:: Records for this task ::

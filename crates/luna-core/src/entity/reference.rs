//! Value-type references to entities in other registries.

use serde::{Deserialize, Serialize};
use uuid::Uuid;

/// `(entity_id, registry_id)` pair used for cross-registry lookup.
///
/// Equality and hashing use only the two ids. A reference never keeps its
/// target alive; resolve it through the registry manager.
#[derive(Debug, Clone, Copy, PartialEq, Eq, Hash, PartialOrd, Ord, Serialize, Deserialize)]
pub struct EntityRef {
    pub entity_id: Uuid,
    pub registry_id: Uuid,
}

impl EntityRef {
    pub fn new(entity_id: Uuid, registry_id: Uuid) -> Self {
        Self {
            entity_id,
            registry_id,
        }
    }
}

impl std::fmt::Display for EntityRef {
    fn fmt(&self, f: &mut std::fmt::Formatter<'_>) -> std::fmt::Result {
        write!(f, "{}@{}", self.entity_id, self.registry_id)
    }
}

#[cfg(test)]
mod tests {
    use super::*;
    use std::collections::HashSet;

    #[test]
    fn test_equality_by_ids() {
        let registry = Uuid::new_v4();
        let first = Uuid::new_v4();
        let second = Uuid::new_v4();

        assert_eq!(EntityRef::new(first, registry), EntityRef::new(first, registry));
        assert_ne!(EntityRef::new(first, registry), EntityRef::new(second, registry));
        assert_ne!(
            EntityRef::new(first, registry),
            EntityRef::new(first, Uuid::new_v4())
        );
    }

    #[test]
    fn test_hash_by_ids() {
        let registry = Uuid::new_v4();
        let id = Uuid::new_v4();
        let set: HashSet<_> = [EntityRef::new(id, registry), EntityRef::new(id, registry)]
            .into_iter()
            .collect();
        assert_eq!(set.len(), 1);
    }
}
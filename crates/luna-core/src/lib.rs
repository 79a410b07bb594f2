//! Luna Core - capability composition and entity registry engine.
//!
//! Entity types (projects, integrations, project/integration links,
//! databases) are declared as sets of capabilities. At startup each set is
//! validated and composed into per-layer behavior tables; registries,
//! services and commands are then driven entirely by those tables.
//!
//! # Example
//!
//! ```rust,ignore
//! use luna_core::{AppContext, Command, DatabaseSettings, EntityType};
//!
//! let mut ctx = AppContext::builder(DatabaseSettings::new("memory", "/tmp/luna")).build()?;
//! ctx.execute(
//!     EntityType::Project,
//!     Command::Create { name: Some("demo".into()), implementation: None, fields: Default::default() },
//! )?;
//! let projects = ctx.execute(EntityType::Project, Command::List { sort_by: None, filter: None })?;
//! println!("{}", projects);
//! ```

pub mod capability;
pub mod command;
pub mod config;
pub mod context;
pub mod entity;
pub mod error;
pub mod persistence;
pub mod plugins;
pub mod registry;
pub mod service;
pub mod types;

// Re-export commonly used types
pub use capability::{Behavior, Composition, Compositions, Interface};
pub use command::{Command, CommandType};
pub use config::DatabaseSettings;
pub use context::{AppContext, AppContextBuilder};
pub use entity::{Entity, EntityArgs, EntityRef};
pub use error::{LunaError, Result};
pub use persistence::{MemoryStore, Persistence, SqliteStore};
pub use registry::{Registry, RegistryManager};
pub use service::{EntityDetails, Service};
pub use types::{EntityType, Layer};
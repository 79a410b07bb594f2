//! Argument definitions and their translation into core commands.

use clap::{Parser, Subcommand};
use luna_core::config::AppConfig;
use luna_core::{Command, EntityType};
use serde_json::{Map, Value};
use std::collections::BTreeMap;
use std::path::PathBuf;

#[derive(Parser, Debug)]
#[command(name = AppConfig::APP_NAME)]
#[command(about = "Manage Luna projects, integrations and databases")]
pub struct Args {
    /// Enable debug logging
    #[arg(short, long, global = true)]
    pub debug: bool,

    /// Database type to activate (overrides DB_TYPE)
    #[arg(long, global = true)]
    pub db_type: Option<String>,

    /// Directory holding database files (overrides DB_DIR)
    #[arg(long, global = true)]
    pub db_dir: Option<PathBuf>,

    /// Directory of plugin descriptors
    #[arg(long, global = true)]
    pub plugins_dir: Option<PathBuf>,

    /// Entity type: project, integration, project_integration, database
    #[arg(value_parser = parse_entity_type)]
    pub entity_type: EntityType,

    #[command(subcommand)]
    pub action: Action,
}

#[derive(Subcommand, Debug, Clone, PartialEq)]
pub enum Action {
    /// Create an entity
    Create {
        /// Name (omit for generated names)
        name: Option<String>,

        /// Implementation to create the entity from
        #[arg(short, long)]
        implementation: Option<String>,

        /// Extra field as key=value (value parsed as JSON when possible)
        #[arg(short, long = "field", value_parser = parse_key_value)]
        fields: Vec<(String, Value)>,
    },
    /// List entities
    List {
        /// Field to sort by (default: name)
        #[arg(long)]
        sort_by: Option<String>,

        /// Only names containing this text
        #[arg(long)]
        filter: Option<String>,
    },
    /// Show one entity
    Detail { name: String },
    /// Delete an entity
    Delete { name: String },
    /// Rename an entity
    Rename { name: String, new_name: String },
    /// Update config values (key=value; null removes the key)
    Edit {
        name: String,

        #[arg(required = true, value_parser = parse_key_value)]
        updates: Vec<(String, Value)>,
    },
    /// List available implementations
    ListModules,
    /// Link an integration to a project
    AddIntegration { project: String, integration: String },
    /// Unlink an integration from a project
    RemoveIntegration { project: String, integration: String },
    /// List a project's integrations
    ListIntegrations { project: String },
    /// Delete everything stored in the active database
    Clear,
    /// Check the active database
    Test,
}

impl From<Action> for Command {
    fn from(action: Action) -> Self {
        match action {
            Action::Create {
                name,
                implementation,
                fields,
            } => Command::Create {
                name,
                implementation,
                fields: fields.into_iter().collect::<BTreeMap<_, _>>(),
            },
            Action::List { sort_by, filter } => Command::List { sort_by, filter },
            Action::Detail { name } => Command::Detail { name },
            Action::Delete { name } => Command::Delete { name },
            Action::Rename { name, new_name } => Command::Rename { name, new_name },
            Action::Edit { name, updates } => Command::Edit {
                name,
                updates: updates.into_iter().collect::<Map<_, _>>(),
            },
            Action::ListModules => Command::ListModules,
            Action::AddIntegration {
                project,
                integration,
            } => Command::AddIntegration {
                project,
                integration,
            },
            Action::RemoveIntegration {
                project,
                integration,
            } => Command::RemoveIntegration {
                project,
                integration,
            },
            Action::ListIntegrations { project } => Command::ListIntegrations { project },
            Action::Clear => Command::Clear,
            Action::Test => Command::Test,
        }
    }
}

fn parse_entity_type(s: &str) -> Result<EntityType, String> {
    EntityType::from_str(s).ok_or_else(|| {
        let known: Vec<_> = EntityType::ALL.iter().map(|t| t.as_str()).collect();
        format!("unknown entity type '{}' (expected one of: {})", s, known.join(", "))
    })
}

fn parse_key_value(s: &str) -> Result<(String, Value), String> {
    let (key, value) = s
        .split_once('=')
        .ok_or_else(|| format!("expected key=value, got '{}'", s))?;
    if key.is_empty() {
        return Err(format!("empty key in '{}'", s));
    }
    let value = serde_json::from_str(value).unwrap_or_else(|_| Value::String(value.to_string()));
    Ok((key.to_string(), value))
}
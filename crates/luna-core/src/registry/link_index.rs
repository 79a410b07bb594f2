//! Bidirectional project <-> integration link index.
//!
//! Every link lives in both maps as the same shared object, so removing it
//! from one side without the other is detectable.

use crate::error::{LunaError, Result};
use crate::types::EntityType;
use serde::Serialize;
use std::collections::HashMap;
use std::sync::Arc;
use uuid::Uuid;

/// Field naming the project side of a link entity.
pub const PROJECT_FIELD: &str = "project_uuid";
/// Field naming the integration side of a link entity.
pub const INTEGRATION_FIELD: &str = "integration_uuid";

/// Construction hints carrying the endpoint names a link is named after.
pub const PROJECT_NAME_HINT: &str = "project_name";
pub const INTEGRATION_NAME_HINT: &str = "integration_name";

/// Generated name of the link between `project` and `integration`.
pub fn link_name(project: &str, integration: &str) -> String {
    format!("{}-{}", project, integration)
}

/// One project <-> integration relationship.
#[derive(Debug, Clone, Copy, PartialEq, Eq, Hash, Serialize)]
pub struct Link {
    /// Id of the link entity itself.
    pub id: Uuid,
    pub project_id: Uuid,
    pub integration_id: Uuid,
}

/// Many-to-many index keyed from both ends.
#[derive(Debug, Clone, Default)]
pub struct LinkIndex {
    by_project: HashMap<Uuid, HashMap<Uuid, Arc<Link>>>,
    by_integration: HashMap<Uuid, HashMap<Uuid, Arc<Link>>>,
}

impl LinkIndex {
    pub fn new() -> Self {
        Self::default()
    }

    /// Fail with `DuplicateLink` if the pair is already indexed.
    pub fn check_vacant(&self, project_id: Uuid, integration_id: Uuid) -> Result<()> {
        if self.link(project_id, integration_id).is_some() {
            return Err(LunaError::DuplicateLink {
                project_id,
                integration_id,
            });
        }
        Ok(())
    }

    pub fn add_link(&mut self, link: Link) -> Result<Arc<Link>> {
        self.check_vacant(link.project_id, link.integration_id)?;

        let link = Arc::new(link);
        self.by_project
            .entry(link.project_id)
            .or_default()
            .insert(link.integration_id, Arc::clone(&link));
        self.by_integration
            .entry(link.integration_id)
            .or_default()
            .insert(link.project_id, Arc::clone(&link));
        Ok(link)
    }

    /// Remove `link` from both maps.
    ///
    /// A link missing from either side means the index is corrupt.
    pub fn remove_link(&mut self, link: &Link) -> Result<Arc<Link>> {
        let in_project = self
            .by_project
            .get(&link.project_id)
            .and_then(|links| links.get(&link.integration_id))
            .is_some_and(|found| found.id == link.id);
        let in_integration = self
            .by_integration
            .get(&link.integration_id)
            .and_then(|links| links.get(&link.project_id))
            .is_some_and(|found| found.id == link.id);

        if !in_project || !in_integration {
            return Err(LunaError::invariant(format!(
                "{} link {} is missing from the {} index",
                EntityType::ProjectIntegration,
                link.id,
                if in_project { "integration" } else { "project" }
            )));
        }

        let removed = remove_nested(&mut self.by_project, link.project_id, link.integration_id);
        remove_nested(&mut self.by_integration, link.integration_id, link.project_id);
        removed.ok_or_else(|| LunaError::invariant("link vanished during removal"))
    }

    pub fn links_for_project(&self, project_id: Uuid) -> Vec<Arc<Link>> {
        collect(self.by_project.get(&project_id))
    }

    pub fn links_for_integration(&self, integration_id: Uuid) -> Vec<Arc<Link>> {
        collect(self.by_integration.get(&integration_id))
    }

    pub fn link(&self, project_id: Uuid, integration_id: Uuid) -> Option<Arc<Link>> {
        self.by_project
            .get(&project_id)
            .and_then(|links| links.get(&integration_id))
            .cloned()
    }

    /// Number of links.
    pub fn len(&self) -> usize {
        self.by_project.values().map(HashMap::len).sum()
    }

    pub fn is_empty(&self) -> bool {
        self.by_project.is_empty()
    }
}

fn remove_nested(
    map: &mut HashMap<Uuid, HashMap<Uuid, Arc<Link>>>,
    outer: Uuid,
    inner: Uuid,
) -> Option<Arc<Link>> {
    let links = map.get_mut(&outer)?;
    let removed = links.remove(&inner);
    if links.is_empty() {
        map.remove(&outer);
    }
    removed
}

fn collect(links: Option<&HashMap<Uuid, Arc<Link>>>) -> Vec<Arc<Link>> {
    let mut links: Vec<Arc<Link>> = links
        .map(|links| links.values().cloned().collect())
        .unwrap_or_default();
    links.sort_by_key(|link| link.id);
    links
}

#[cfg(test)]
mod tests {
    use super::*;

    fn link(project_id: Uuid, integration_id: Uuid) -> Link {
        Link {
            id: Uuid::new_v4(),
            project_id,
            integration_id,
        }
    }

    #[test]
    fn test_add_link_indexes_both_sides() {
        let mut index = LinkIndex::new();
        let (p, i) = (Uuid::new_v4(), Uuid::new_v4());

        let added = index.add_link(link(p, i)).unwrap();

        let by_project = index.links_for_project(p);
        let by_integration = index.links_for_integration(i);
        assert_eq!(by_project.len(), 1);
        assert_eq!(by_integration.len(), 1);
        assert!(Arc::ptr_eq(&by_project[0], &added));
        assert!(Arc::ptr_eq(&by_integration[0], &added));
        assert_eq!(index.link(p, i).map(|l| l.id), Some(added.id));
    }

    #[test]
    fn test_duplicate_link() {
        let mut index = LinkIndex::new();
        let (p, i) = (Uuid::new_v4(), Uuid::new_v4());
        index.add_link(link(p, i)).unwrap();

        assert!(matches!(
            index.add_link(link(p, i)),
            Err(LunaError::DuplicateLink { project_id, integration_id })
                if project_id == p && integration_id == i
        ));
        assert_eq!(index.len(), 1);
    }

    #[test]
    fn test_remove_link_clears_both_sides() {
        let mut index = LinkIndex::new();
        let (p, i) = (Uuid::new_v4(), Uuid::new_v4());
        let added = index.add_link(link(p, i)).unwrap();
        index.add_link(link(p, Uuid::new_v4())).unwrap();

        index.remove_link(&added).unwrap();

        assert_eq!(index.links_for_project(p).len(), 1);
        assert!(index.links_for_integration(i).is_empty());
        assert!(index.link(p, i).is_none());
    }

    #[test]
    fn test_remove_missing_link_is_invariant_violation() {
        let mut index = LinkIndex::new();
        let result = index.remove_link(&link(Uuid::new_v4(), Uuid::new_v4()));
        assert!(matches!(result, Err(LunaError::InvariantViolation { .. })));
    }

    #[test]
    fn test_one_sided_link_is_detected() {
        let mut index = LinkIndex::new();
        let (p, i) = (Uuid::new_v4(), Uuid::new_v4());
        let added = index.add_link(link(p, i)).unwrap();
        index.by_integration.clear();

        assert!(matches!(
            index.remove_link(&added),
            Err(LunaError::InvariantViolation { .. })
        ));
    }
}
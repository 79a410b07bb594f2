//! Per-entity-type base behavior.
//!
//! Every composed layer of an entity type sits on one [`EntityBase`]. It
//! supplies what capabilities cannot express generically: generated names,
//! the final initializer step, create and delete hooks, and the commands an
//! entity type offers beyond its capabilities.

use crate::command::CommandType;
use crate::config::NameConfig;
use crate::entity::{Entity, EntityArgs};
use crate::error::{LunaError, Result};
use crate::registry::{
    link_name, RegistryManager, INTEGRATION_FIELD, INTEGRATION_NAME_HINT, PROJECT_FIELD,
    PROJECT_NAME_HINT,
};
use crate::types::EntityType;
use tracing::{debug, warn};
use uuid::Uuid;

/// `<type>-<short id>`, the fallback for generated names.
fn generated_name(entity_type: EntityType, id: Uuid) -> String {
    let id = id.simple().to_string();
    format!("{}-{}", entity_type, &id[..NameConfig::GENERATED_ID_LEN])
}

/// Base hooks shared by all four layers of one entity type.
pub trait EntityBase: Send + Sync {
    /// Name given to entities whose name is generated.
    fn auto_name(&self, entity_type: EntityType, id: Uuid, _args: &EntityArgs) -> String {
        generated_name(entity_type, id)
    }

    /// Final initializer step, run after every composed entity step.
    fn initialize(&self, _entity: &mut Entity) -> Result<()> {
        Ok(())
    }

    /// Checks run on a constructed entity before it is registered.
    fn before_create(&self, _manager: &RegistryManager, _entity: &Entity) -> Result<()> {
        Ok(())
    }

    /// Cleanup run before an entity is deleted.
    fn before_delete(&self, _manager: &mut RegistryManager, _entity: &Entity) -> Result<()> {
        Ok(())
    }

    /// Follow-up run inside the rename transaction, after the renamed
    /// entity was persisted.
    fn after_rename(&self, _manager: &mut RegistryManager, _entity: &Entity) -> Result<()> {
        Ok(())
    }

    /// Commands offered on top of the capability commands.
    fn base_commands(&self) -> &'static [CommandType] {
        &[]
    }
}

pub struct ProjectBase;
pub struct IntegrationBase;
pub struct ProjectIntegrationBase;
pub struct DatabaseBase;

static PROJECT: ProjectBase = ProjectBase;
static INTEGRATION: IntegrationBase = IntegrationBase;
static PROJECT_INTEGRATION: ProjectIntegrationBase = ProjectIntegrationBase;
static DATABASE: DatabaseBase = DatabaseBase;

/// The base of `entity_type`.
pub fn for_type(entity_type: EntityType) -> &'static dyn EntityBase {
    match entity_type {
        EntityType::Project => &PROJECT,
        EntityType::Integration => &INTEGRATION,
        EntityType::ProjectIntegration => &PROJECT_INTEGRATION,
        EntityType::Database => &DATABASE,
    }
}

/// Delete every link touching `entity`.
fn delete_links(manager: &mut RegistryManager, entity: &Entity) -> Result<()> {
    let mut links = manager.service(EntityType::ProjectIntegration)?;
    let ids: Vec<Uuid> = match entity.entity_type() {
        EntityType::Project => links.links_for_project(entity.id())?,
        _ => links.links_for_integration(entity.id())?,
    }
    .into_iter()
    .map(|link| link.id)
    .collect();

    for id in &ids {
        links.delete(*id)?;
    }
    if !ids.is_empty() {
        debug!(
            "Deleted {} links of {} '{}'",
            ids.len(),
            entity.entity_type(),
            entity.name()
        );
    }
    Ok(())
}

/// Regenerate the names of every link touching the renamed `entity`.
///
/// In-memory names are put back if persisting any link fails.
fn relabel_links(manager: &mut RegistryManager, entity: &Entity) -> Result<()> {
    let service = manager.service(EntityType::ProjectIntegration)?;
    let links = match entity.entity_type() {
        EntityType::Project => service.links_for_project(entity.id())?,
        _ => service.links_for_integration(entity.id())?,
    };

    let projects = manager.require(EntityType::Project)?;
    let integrations = manager.require(EntityType::Integration)?;
    let names: Vec<(Uuid, String)> = links
        .iter()
        .filter_map(|link| {
            let project = projects.get_by_id(link.project_id)?;
            let integration = integrations.get_by_id(link.integration_id)?;
            Some((link.id, link_name(project.name(), integration.name())))
        })
        .collect();

    let registry = manager.require_mut(EntityType::ProjectIntegration)?;
    let mut previous = Vec::with_capacity(names.len());
    let outcome = names.iter().try_for_each(|(id, name)| {
        previous.push((*id, registry.relabel(*id, name)?));
        registry.persist(*id)
    });

    if let Err(e) = outcome {
        for (id, name) in previous.into_iter().rev() {
            if let Err(restore) = registry.relabel(id, &name) {
                warn!("Failed to restore link name '{}': {}", name, restore);
            }
        }
        return Err(e);
    }

    if !names.is_empty() {
        debug!(
            "Renamed {} links of {} '{}'",
            names.len(),
            entity.entity_type(),
            entity.name()
        );
    }
    Ok(())
}

impl EntityBase for ProjectBase {
    fn before_delete(&self, manager: &mut RegistryManager, entity: &Entity) -> Result<()> {
        delete_links(manager, entity)
    }

    fn after_rename(&self, manager: &mut RegistryManager, entity: &Entity) -> Result<()> {
        relabel_links(manager, entity)
    }

    fn base_commands(&self) -> &'static [CommandType] {
        &[
            CommandType::AddIntegration,
            CommandType::RemoveIntegration,
            CommandType::ListIntegrations,
        ]
    }
}

impl EntityBase for IntegrationBase {
    fn before_delete(&self, manager: &mut RegistryManager, entity: &Entity) -> Result<()> {
        delete_links(manager, entity)
    }

    fn after_rename(&self, manager: &mut RegistryManager, entity: &Entity) -> Result<()> {
        relabel_links(manager, entity)
    }
}

impl EntityBase for ProjectIntegrationBase {
    /// A link is named after its endpoints when their names are supplied.
    fn auto_name(&self, entity_type: EntityType, id: Uuid, args: &EntityArgs) -> String {
        match (
            args.hints.get(PROJECT_NAME_HINT),
            args.hints.get(INTEGRATION_NAME_HINT),
        ) {
            (Some(project), Some(integration)) => link_name(project, integration),
            _ => generated_name(entity_type, id),
        }
    }

    fn initialize(&self, entity: &mut Entity) -> Result<()> {
        entity.uuid_field(PROJECT_FIELD)?;
        entity.uuid_field(INTEGRATION_FIELD)?;
        Ok(())
    }

    fn before_create(&self, manager: &RegistryManager, entity: &Entity) -> Result<()> {
        let project_id = entity.uuid_field(PROJECT_FIELD)?;
        let integration_id = entity.uuid_field(INTEGRATION_FIELD)?;

        for (entity_type, id) in [
            (EntityType::Project, project_id),
            (EntityType::Integration, integration_id),
        ] {
            if manager.require(entity_type)?.get_by_id(id).is_none() {
                return Err(LunaError::not_found(entity_type, id.to_string()));
            }
        }

        if let Some(links) = manager.require(EntityType::ProjectIntegration)?.links() {
            links.check_vacant(project_id, integration_id)?;
        }
        Ok(())
    }
}

impl EntityBase for DatabaseBase {
    /// A database entity is named after its implementation.
    fn auto_name(&self, entity_type: EntityType, id: Uuid, args: &EntityArgs) -> String {
        match &args.implementation {
            Some(implementation) => implementation.clone(),
            None => generated_name(entity_type, id),
        }
    }

    fn base_commands(&self) -> &'static [CommandType] {
        &[CommandType::Clear, CommandType::Test]
    }
}
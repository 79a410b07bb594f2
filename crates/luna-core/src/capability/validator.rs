//! Structural validation of a capability list for one entity type.
//!
//! All checks run and their errors accumulate; nothing short-circuits.

use super::behavior::{Behavior, Interface};
use super::descriptor::CapabilityDescriptor;
use crate::types::Layer;
use std::collections::{BTreeMap, HashSet};
use tracing::debug;

/// Validate `capabilities` as declared for `entity_type`.
///
/// Returns every problem found; an empty list means the composition is sound.
pub fn validate(entity_type: &str, capabilities: &[&CapabilityDescriptor]) -> Vec<String> {
    let mut errors = Vec::new();
    errors.extend(check_interface_uniqueness(capabilities));
    errors.extend(check_name_property(capabilities));
    errors.extend(check_dependencies(capabilities));

    debug!(
        "Validated {} capabilities for {}: {} error(s)",
        capabilities.len(),
        entity_type,
        errors.len()
    );
    errors
}

/// Every interface must be satisfied by at most one capability.
fn check_interface_uniqueness(capabilities: &[&CapabilityDescriptor]) -> Vec<String> {
    let mut providers: BTreeMap<Interface, Vec<&str>> = BTreeMap::new();
    for cap in capabilities {
        for interface in cap.interfaces() {
            let names = providers.entry(interface).or_default();
            if !names.contains(&cap.name) {
                names.push(cap.name);
            }
        }
    }

    providers
        .into_iter()
        .filter(|(_, names)| names.len() > 1)
        .map(|(interface, names)| {
            format!(
                "Interface {} is implemented by multiple capabilities: {}",
                interface,
                names.join(", ")
            )
        })
        .collect()
}

/// The entity layer must carry exactly one name provider.
fn check_name_property(capabilities: &[&CapabilityDescriptor]) -> Vec<String> {
    let mut seen = Vec::new();
    for cap in capabilities {
        for behavior in cap.behaviors(Layer::Entity) {
            if behavior.name_mode().is_some() && !seen.contains(behavior) {
                seen.push(*behavior);
            }
        }
    }

    match seen.len() {
        1 => Vec::new(),
        0 => vec![format!(
            "Entity must have exactly one name property ({} or {}), found none",
            Behavior::UserNameableProperty,
            Behavior::ReadOnlyNameProperty
        )],
        _ => vec![format!(
            "Entity must have exactly one name property, found {}: {}",
            seen.len(),
            seen.iter()
                .map(Behavior::as_str)
                .collect::<Vec<_>>()
                .join(", ")
        )],
    }
}

fn check_dependencies(capabilities: &[&CapabilityDescriptor]) -> Vec<String> {
    let names: HashSet<&str> = capabilities.iter().map(|cap| cap.name).collect();
    let behaviors: HashSet<Behavior> = capabilities
        .iter()
        .flat_map(|cap| cap.all_behaviors())
        .collect();
    let interfaces: HashSet<Interface> = capabilities
        .iter()
        .flat_map(|cap| cap.interfaces())
        .collect();

    let mut errors = Vec::new();
    for cap in capabilities {
        for dep in cap.capability_dependencies {
            if !names.contains(dep) {
                errors.push(format!("Capability {} requires capability {}", cap.name, dep));
            }
        }
        for dep in cap.behavior_dependencies {
            if !behaviors.contains(dep) {
                errors.push(format!("Capability {} requires trait {}", cap.name, dep));
            }
        }
        for dep in cap.interface_dependencies {
            if !interfaces.contains(dep) {
                errors.push(format!("Capability {} requires interface {}", cap.name, dep));
            }
        }
    }
    errors
}

#[cfg(test)]
mod tests {
    use super::*;
    use crate::capability::catalog::{self, DATABASE, DELETABLE, LISTABLE, NAMEABLE};
    use crate::types::EntityType;

    static RENAME_A: CapabilityDescriptor = CapabilityDescriptor {
        name: "RenameA",
        service: &[Behavior::RenamableService],
        ..CapabilityDescriptor::EMPTY
    };

    static RENAME_B: CapabilityDescriptor = CapabilityDescriptor {
        name: "RenameB",
        command: &[Behavior::RenamableCommand],
        ..CapabilityDescriptor::EMPTY
    };

    static AUTO_NAMED: CapabilityDescriptor = CapabilityDescriptor {
        name: "AutoNamed",
        entity: &[Behavior::ReadOnlyNameProperty],
        ..CapabilityDescriptor::EMPTY
    };

    #[test]
    fn test_declared_catalog_is_valid() {
        for entity_type in EntityType::ALL {
            let errors = validate(entity_type.as_str(), catalog::declared(entity_type));
            assert!(errors.is_empty(), "{}: {:?}", entity_type, errors);
        }
    }

    #[test]
    fn test_duplicate_interface_names_both_capabilities() {
        let errors = validate("widget", &[&NAMEABLE, &DATABASE, &RENAME_A, &RENAME_B]);

        assert_eq!(errors.len(), 1, "{:?}", errors);
        assert!(errors[0].contains("RenamableInterface"));
        assert!(errors[0].contains("RenameA"));
        assert!(errors[0].contains("RenameB"));
    }

    #[test]
    fn test_same_capability_across_layers_is_not_a_conflict() {
        // Listable satisfies ListableInterface from both service and command.
        let errors = validate("widget", &[&LISTABLE, &NAMEABLE, &DATABASE]);
        assert!(errors.is_empty(), "{:?}", errors);
    }

    #[test]
    fn test_missing_name_property() {
        let errors = validate("widget", &[&LISTABLE]);
        assert_eq!(errors.len(), 1);
        assert!(errors[0].contains("found none"));
    }

    #[test]
    fn test_two_name_properties() {
        let errors = validate("widget", &[&NAMEABLE, &DATABASE, &AUTO_NAMED]);
        assert_eq!(errors.len(), 1);
        assert!(errors[0].contains("UserNameableProperty"));
        assert!(errors[0].contains("ReadOnlyNameProperty"));
    }

    #[test]
    fn test_errors_accumulate_across_checks() {
        // No name property, Deletable lacks Creatable, RenameA/RenameB clash.
        let errors = validate("widget", &[&DELETABLE, &RENAME_A, &RENAME_B]);
        assert_eq!(errors.len(), 3, "{:?}", errors);
    }

    #[test]
    fn test_unsatisfied_dependencies() {
        let errors = validate("widget", &[&NAMEABLE, &catalog::RENAMABLE, &DELETABLE]);
        // Nameable requires Database; the rest are satisfied.
        assert_eq!(errors, vec!["Capability Nameable requires capability Database"]);

        let errors = validate("widget", &[&AUTO_NAMED, &catalog::RENAMABLE]);
        assert_eq!(
            errors,
            vec!["Capability Renamable requires trait UserNameableProperty"]
        );

        let errors = validate("widget", &[&AUTO_NAMED, &catalog::LINKABLE]);
        assert_eq!(
            errors,
            vec!["Capability Linkable requires interface CreatableInterface"]
        );
    }
}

:::

**Exercise goal**: From the data above, count the lines that contain "bool" and write only that count.

**Solution to the problem**: 2